Task item>
Keep every character as it is and output all of the records.

Data shown>
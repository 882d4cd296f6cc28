//! # lobachevsky-optim
//!
//! Unconstrained minimizers over flattened parameter vectors:
//!
//! | Module | Method | Needs gradient |
//! |---|---|---|
//! | [`powell`] | Direction-set search with golden-section line minimization | no |
//! | [`nelder_mead`] | Simplex reflection/expansion/contraction | no |
//! | [`bfgs`] | Quasi-Newton with Armijo backtracking | yes |
//!
//! Objectives are plain `FnMut(&[f64]) -> f64`; callers map numeric-domain
//! failures in their loss functions to `f64::INFINITY`, which every method
//! here treats as an ordinary (terrible) function value. None of the methods
//! guarantees a global minimum; all of them report their iteration count and
//! a convergence flag so a caller can detect an exhausted budget.

pub mod bfgs;
mod line;
pub mod nelder_mead;
pub mod powell;

/// Outcome of a minimization run.
#[derive(Debug, Clone)]
pub struct OptimReport {
    /// Best parameter vector found.
    pub x: Vec<f64>,
    /// Objective value at `x`.
    pub fx: f64,
    /// Outer iterations performed.
    pub iterations: usize,
    /// Whether the convergence test was satisfied before the iteration
    /// budget ran out. `false` is a warning, not an error.
    pub converged: bool,
}
//! Graph and label loading plus the caller-side collaborators the learners
//! expect: an all-pairs hop-count matrix and a stand-in point initializer.

use std::collections::VecDeque;
use std::io::{Error, ErrorKind};
use std::path::Path;

use rand::Rng;

/// Hop count recorded for unreachable node pairs.
pub const UNREACHABLE_HOPS: f64 = 50.0;

/// Load a whitespace-separated edge list of 1-indexed node id pairs.
pub fn load_edge_list(path: &Path) -> std::io::Result<Vec<(usize, usize)>> {
    let text = std::fs::read_to_string(path)?;
    let mut tokens = text.split_whitespace();
    let mut edges = Vec::new();
    while let Some(a) = tokens.next() {
        let b = tokens
            .next()
            .ok_or_else(|| Error::new(ErrorKind::InvalidData, "odd token count in edge list"))?;
        let parse = |t: &str| {
            t.parse::<usize>()
                .map_err(|_| Error::new(ErrorKind::InvalidData, format!("bad node id '{t}'")))
        };
        let (u, v) = (parse(a)?, parse(b)?);
        if u == 0 || v == 0 {
            return Err(Error::new(ErrorKind::InvalidData, "node ids are 1-indexed"));
        }
        edges.push((u, v));
    }
    Ok(edges)
}

/// Load a whitespace-separated vector of small integer class labels.
pub fn load_labels(path: &Path) -> std::io::Result<Vec<usize>> {
    std::fs::read_to_string(path)?
        .split_whitespace()
        .map(|t| {
            t.parse::<usize>()
                .map_err(|_| Error::new(ErrorKind::InvalidData, format!("bad label '{t}'")))
        })
        .collect()
}

/// Number of nodes implied by a 1-indexed edge list.
pub fn node_count(edges: &[(usize, usize)]) -> usize {
    edges.iter().map(|&(u, v)| u.max(v)).max().unwrap_or(0)
}

/// All-pairs hop counts by BFS from every node, undirected.
///
/// Unreachable pairs get [`UNREACHABLE_HOPS`]; the diagonal is zero.
pub fn hop_matrix(edges: &[(usize, usize)], n: usize) -> Vec<Vec<f64>> {
    let mut adjacency = vec![Vec::new(); n];
    for &(u, v) in edges {
        adjacency[u - 1].push(v - 1);
        adjacency[v - 1].push(u - 1);
    }

    let mut matrix = vec![vec![UNREACHABLE_HOPS; n]; n];
    for start in 0..n {
        matrix[start][start] = 0.0;
        let mut hops = vec![usize::MAX; n];
        hops[start] = 0;
        let mut queue = VecDeque::from([start]);
        while let Some(node) = queue.pop_front() {
            for &next in &adjacency[node] {
                if hops[next] == usize::MAX {
                    hops[next] = hops[node] + 1;
                    matrix[start][next] = hops[next] as f64;
                    queue.push_back(next);
                }
            }
        }
    }
    matrix
}

/// Random base points inside the ball of radius `max_norm`, standing in for
/// the external Poincaré embedding provider.
pub fn random_ball_points<R: Rng>(
    n: usize,
    dim: usize,
    max_norm: f64,
    rng: &mut R,
) -> Vec<Vec<f64>> {
    (0..n)
        .map(|_| loop {
            let p: Vec<f64> = (0..dim).map(|_| rng.gen_range(-max_norm..max_norm)).collect();
            if p.iter().map(|x| x * x).sum::<f64>() < max_norm * max_norm {
                break p;
            }
        })
        .collect()
}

Result of this task>
repository 882d4cd296f6cc28
//! # lobachevsky-optim
//!
//! Unconstrained minimizers over flattened parameter vectors:
//!
//! | Module | Method | Needs gradient |
//! |---|---|---|
//! | [`powell`] | Direction-set search with golden-section line minimization | no |
//! | [`nelder_mead`] | Simplex reflection/expansion/contraction | no |
//! | [`bfgs`] | Quasi-Newton with Armijo backtracking | yes |
//!
//! Objectives are plain `FnMut(&[f64]) -> f64`; callers map numeric-domain
//! failures in their loss functions to `f64::INFINITY`, which every method
//! here treats as an ordinary (terrible) function value. None of the methods
//! guarantees a global minimum; all of them report their iteration count and
//! a convergence flag so a caller can detect an exhausted budget.

pub mod bfgs;
mod line;
pub mod nelder_mead;
pub mod powell;

/// Outcome of a minimization run.
#[derive(Debug, Clone)]
pub struct OptimReport {
    /// Best parameter vector found.
    pub x: Vec<f64>,
    /// Objective value at `x`.
    pub fx: f64,
    /// Outer iterations performed.
    pub iterations: usize,
    /// Whether the convergence test was satisfied before the iteration
    /// budget ran out. `false` is a warning, not an error.
    pub converged: bool,
}
//! Graph and label loading plus the caller-side collaborators the learners
//! expect: an all-pairs hop-count matrix and a stand-in point initializer.

use std::collections::VecDeque;
use std::io::{Error, ErrorKind};
use std::path::Path;

use rand::Rng;

/// Hop count recorded for unreachable node pairs.
pub const UNREACHABLE_HOPS: f64 = 50.0;

/// Load a whitespace-separated edge list of 1-indexed node id pairs.
pub fn load_edge_list(path: &Path) -> std::io::Result<Vec<(usize, usize)>> {
    let text = std::fs::read_to_string(path)?;
    let mut tokens = text.split_whitespace();
    let mut edges = Vec::new();
    while let Some(a) = tokens.next() {
        let b = tokens
            .next()
            .ok_or_else(|| Error::new(ErrorKind::InvalidData, "odd token count in edge list"))?;
        let parse = |t: &str| {
            t.parse::<usize>()
                .map_err(|_| Error::new(ErrorKind::InvalidData, format!("bad node id '{t}'")))
        };
        let (u, v) = (parse(a)?, parse(b)?);
        if u == 0 || v == 0 {
            return Err(Error::new(ErrorKind::InvalidData, "node ids are 1-indexed"));
        }
        edges.push((u, v));
    }
    Ok(edges)
}

/// Load a whitespace-separated vector of small integer class labels.
pub fn load_labels(path: &Path) -> std::io::Result<Vec<usize>> {
    std::fs::read_to_string(path)?
        .split_whitespace()
        .map(|t| {
            t.parse::<usize>()
                .map_err(|_| Error::new(ErrorKind::InvalidData, format!("bad label '{t}'")))
        })
        .collect()
}

/// Number of nodes implied by a 1-indexed edge list.
pub fn node_count(edges: &[(usize, usize)]) -> usize {
    edges.iter().map(|&(u, v)| u.max(v)).max().unwrap_or(0)
}

/// All-pairs hop counts by BFS from every node, undirected.
///
/// Unreachable pairs get [`UNREACHABLE_HOPS`]; the diagonal is zero.
pub fn hop_matrix(edges: &[(usize, usize)], n: usize) -> Vec<Vec<f64>> {
    let mut adjacency = vec![Vec::new(); n];
    for &(u, v) in edges {
        adjacency[u - 1].push(v - 1);
        adjacency[v - 1].push(u - 1);
    }

    let mut matrix = vec![vec![UNREACHABLE_HOPS; n]; n];
    for start in 0..n {
        matrix[start][start] = 0.0;
        let mut hops = vec![usize::MAX; n];
        hops[start] = 0;
        let mut queue = VecDeque::from([start]);
        while let Some(node) = queue.pop_front() {
            for &next in &adjacency[node] {
                if hops[next] == usize::MAX {
                    hops[next] = hops[node] + 1;
                    matrix[start][next] = hops[next] as f64;
                    queue.push_back(next);
                }
            }
        }
    }
    matrix
}

/// Random base points inside the ball of radius `max_norm`, standing in for
/// the external Poincaré embedding provider.
pub fn random_ball_points<R: Rng>(
    n: usize,
    dim: usize,
    max_norm: f64,
    rng: &mut R,
) -> Vec<Vec<f64>> {
    (0..n)
        .map(|_| loop {
            let p: Vec<f64> = (0..dim).map(|_| rng.gen_range(-max_norm..max_norm)).collect();
            if p.iter().map(|x| x * x).sum::<f64>() < max_norm * max_norm {
                break p;
            }
        })
        .collect()
}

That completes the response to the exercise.